By the end of 2020 Q1, the company was saddled with over $20 million of debt – an increase of $3.5 million from Q1 2019. But, in the company’s defense, it does have nearly $6 million in cash-on-hand to offset this – making for a net debt of around $15 million.
What Are Ideanomics Liabilities?
Ideanomics’ last balance sheet reported liabilities of over $30 million due within the next year in addition to liabilities of over $30 million with due dates extending beyond one year. It sounds bad, right?
At the same time, the company had cash-on-hand of nearly $6 million and just over $3 million in accounts receivable due with the next 12 months. Yep, it is bad.
Those liabilities far outweigh their cash and receivables to the tune of around $52 million.
On the other hand, its publicly traded shares are worth over $288 million. Perched precariously on a financial ledge, investors should pay close attention to the company’s balance sheet in the coming months and years.
Usually, a company’s balance sheet is the focal point when you’re analyzing their debt – but for Ideanomics, it’s actually their earnings that will drive future prospects.
So, How Are Ideanomics Earnings?
Ideanomics revenues seem to fall as fast as an anvil – but if you look at their earning before interest and taxes, their EBIT, the numbers are even less attractive.
Considering EBIT, Ideanomics lost $19 million. This coupled with the above liabilities pretty much sums up the fact – Ideanomics should stop racking up debts.
Its balance sheet is a bit strained. It’s not too late, though, for this company to turn things around – but a negative cash flow to the tune of $14 million over the past year doesn’t beautify the stock much.
Will Ideanomics’ Competitors Beat It?
That’s a good question. The thing is, Ideanomics clearly, as shown above, is currently banking on their foray into fleet vehicle purchases, specifically electric battery-operated cars and trucks from China.
Yet, according to Owler, the company’s industry is internet software.
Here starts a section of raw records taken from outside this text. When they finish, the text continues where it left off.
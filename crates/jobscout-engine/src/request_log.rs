//! Bounded ring of recent API-call outcomes and the health score derived
//! from it. Health is observability only and never feeds scheduling.

use std::collections::VecDeque;

use chrono::{DateTime, Utc};
use serde::{Deserialize, Serialize};

/// Target name used for entries that are not an upstream call.
pub const SYSTEM_TARGET: &str = "system";

/// Outcome of one upstream call (or of an alert delivery, under [`SYSTEM_TARGET`]).
#[derive(Debug, Clone, Copy, PartialEq, Eq, Serialize, Deserialize)]
#[serde(tag = "kind", rename_all = "SCREAMING_SNAKE_CASE")]
pub enum RequestOutcome {
    Ok { jobs: usize },
    HttpError { status: u16 },
    AuthError { status: u16 },
    ApiError,
    TransportError,
    NoCredential,
    AlertFailed,
}

impl RequestOutcome {
    #[must_use]
    pub fn is_ok(&self) -> bool {
        matches!(self, RequestOutcome::Ok { .. })
    }
}

#[derive(Debug, Clone, PartialEq, Eq, Serialize, Deserialize)]
pub struct RequestLogEntry {
    pub timestamp: DateTime<Utc>,
    pub target: String,
    pub outcome: RequestOutcome,
    #[serde(default, skip_serializing_if = "Option::is_none")]
    pub detail: Option<String>,
}

#[derive(Debug, Clone, Copy, PartialEq, Eq, Serialize)]
#[serde(rename_all = "lowercase")]
pub enum HealthLabel {
    Healthy,
    Degraded,
    Unhealthy,
    /// No entries in the window yet.
    Unknown,
}

#[derive(Debug, Clone, Copy, PartialEq, Eq)]
pub struct HealthThresholds {
    pub healthy: u8,
    pub degraded: u8,
}

impl Default for HealthThresholds {
    fn default() -> Self {
        Self {
            healthy: 90,
            degraded: 70,
        }
    }
}

impl HealthThresholds {
    #[must_use]
    pub fn label(&self, score: u8) -> HealthLabel {
        if score >= self.healthy {
            HealthLabel::Healthy
        } else if score >= self.degraded {
            HealthLabel::Degraded
        } else {
            HealthLabel::Unhealthy
        }
    }
}

#[derive(Debug, Clone, PartialEq, Eq, Serialize)]
pub struct Health {
    pub score: Option<u8>,
    pub label: HealthLabel,
    pub ok: usize,
    pub total: usize,
}

impl Health {
    fn from_counts(ok: usize, total: usize, thresholds: HealthThresholds) -> Self {
        if total == 0 {
            return Self {
                score: None,
                label: HealthLabel::Unknown,
                ok,
                total,
            };
        }
        // ok <= total, so the quotient is at most 100.
        let score = u8::try_from(ok * 100 / total).unwrap_or(100);
        Self {
            score: Some(score),
            label: thresholds.label(score),
            ok,
            total,
        }
    }
}

/// On-disk shape of the ring.
#[derive(Debug, Serialize, Deserialize)]
pub struct RequestLogDocument {
    pub capacity: usize,
    pub entries: Vec<RequestLogEntry>,
}

#[derive(Debug, Clone)]
pub struct RequestLog {
    capacity: usize,
    entries: VecDeque<RequestLogEntry>,
}

impl RequestLog {
    /// Creates an empty ring. A zero capacity is raised to one.
    #[must_use]
    pub fn new(capacity: usize) -> Self {
        let capacity = capacity.max(1);
        Self {
            capacity,
            entries: VecDeque::with_capacity(capacity),
        }
    }

    /// Rebuilds a ring from a persisted document, keeping the newest entries
    /// that fit the configured capacity.
    #[must_use]
    pub fn from_document(capacity: usize, doc: RequestLogDocument) -> Self {
        let mut log = Self::new(capacity);
        for entry in doc.entries {
            log.push(entry);
        }
        log
    }

    #[must_use]
    pub fn to_document(&self) -> RequestLogDocument {
        RequestLogDocument {
            capacity: self.capacity,
            entries: self.entries.iter().cloned().collect(),
        }
    }

    pub fn push(&mut self, entry: RequestLogEntry) {
        while self.entries.len() >= self.capacity {
            self.entries.pop_front();
        }
        self.entries.push_back(entry);
    }

    pub fn record(
        &mut self,
        timestamp: DateTime<Utc>,
        target: &str,
        outcome: RequestOutcome,
        detail: Option<String>,
    ) {
        self.push(RequestLogEntry {
            timestamp,
            target: target.to_owned(),
            outcome,
            detail,
        });
    }

    #[must_use]
    pub fn len(&self) -> usize {
        self.entries.len()
    }

    #[must_use]
    pub fn is_empty(&self) -> bool {
        self.entries.is_empty()
    }

    #[must_use]
    pub fn capacity(&self) -> usize {
        self.capacity
    }

    /// Oldest first.
    pub fn entries(&self) -> impl Iterator<Item = &RequestLogEntry> {
        self.entries.iter()
    }

    /// The newest `limit` entries, newest first.
    #[must_use]
    pub fn recent(&self, limit: usize) -> Vec<RequestLogEntry> {
        self.entries.iter().rev().take(limit).cloned().collect()
    }

    /// Health over the newest `window` upstream-call entries, ignoring
    /// [`SYSTEM_TARGET`] entries.
    #[must_use]
    pub fn health(&self, window: usize, thresholds: HealthThresholds) -> Health {
        self.health_matching(window, thresholds, |e| e.target != SYSTEM_TARGET)
    }

    /// Health over the newest `window` entries for one target.
    #[must_use]
    pub fn health_for(&self, target: &str, window: usize, thresholds: HealthThresholds) -> Health {
        self.health_matching(window, thresholds, |e| e.target == target)
    }

    fn health_matching<F>(&self, window: usize, thresholds: HealthThresholds, keep: F) -> Health
    where
        F: Fn(&RequestLogEntry) -> bool,
    {
        let (ok, total) = self
            .entries
            .iter()
            .rev()
            .filter(|e| keep(e))
            .take(window)
            .fold((0, 0), |(ok, total), e| {
                (ok + usize::from(e.outcome.is_ok()), total + 1)
            });
        Health::from_counts(ok, total, thresholds)
    }
}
Using this information, its closest competitors are software companies like Canto (privately held), MediaValet (not yet approved for exchange), and Securitize (privately held).
Funding
- Canto – $0
- MediaValet – $30.9 million
- Securitize – $26.8 million
- Ideanomics – $63.6 million – WINNER
Revenue
- Canto – $42 million – WINNER
- MediaValet – $3.7 million
- Securitize – $4 million
- Ideanomics – $18 million
But, if we approach competition in regard to Ideanomics’ newest foray into electronic vehicle fleet purchases, we’ve got some different competition indeed.
In this industry, Ideanomics is going up against companies like Amazon and DHL. In this respect, it’s easy to think – Ideanomics who?
Funding
Revenue
- Amazon – $280.5 billion
- DHL – 63,34 billion Euro
- Ideanomics – shown above
Stock price of each competitor
- Canto – privately held
- MediaValet – $0.99/share
- Securitize – privately held
- Amazon – $2999.90/share
- DHL – as Deutch Post – $39.89/share
- Ideanomics – $1.27/share
Ideanomics Stock Forecast: The Bottom Line
In the short term, the price of Ideanomics stock is predicted to bottom out around $0.89/share around one year from now. But if you buy now and hold, the stock is projected to rise to as much as $2.69/share five years from now.
Depending on your growth strategies for your portfolio and how many shares you’d be interested in, this could be a good snag right now to more than double your investment if you can hold – for the next half decade.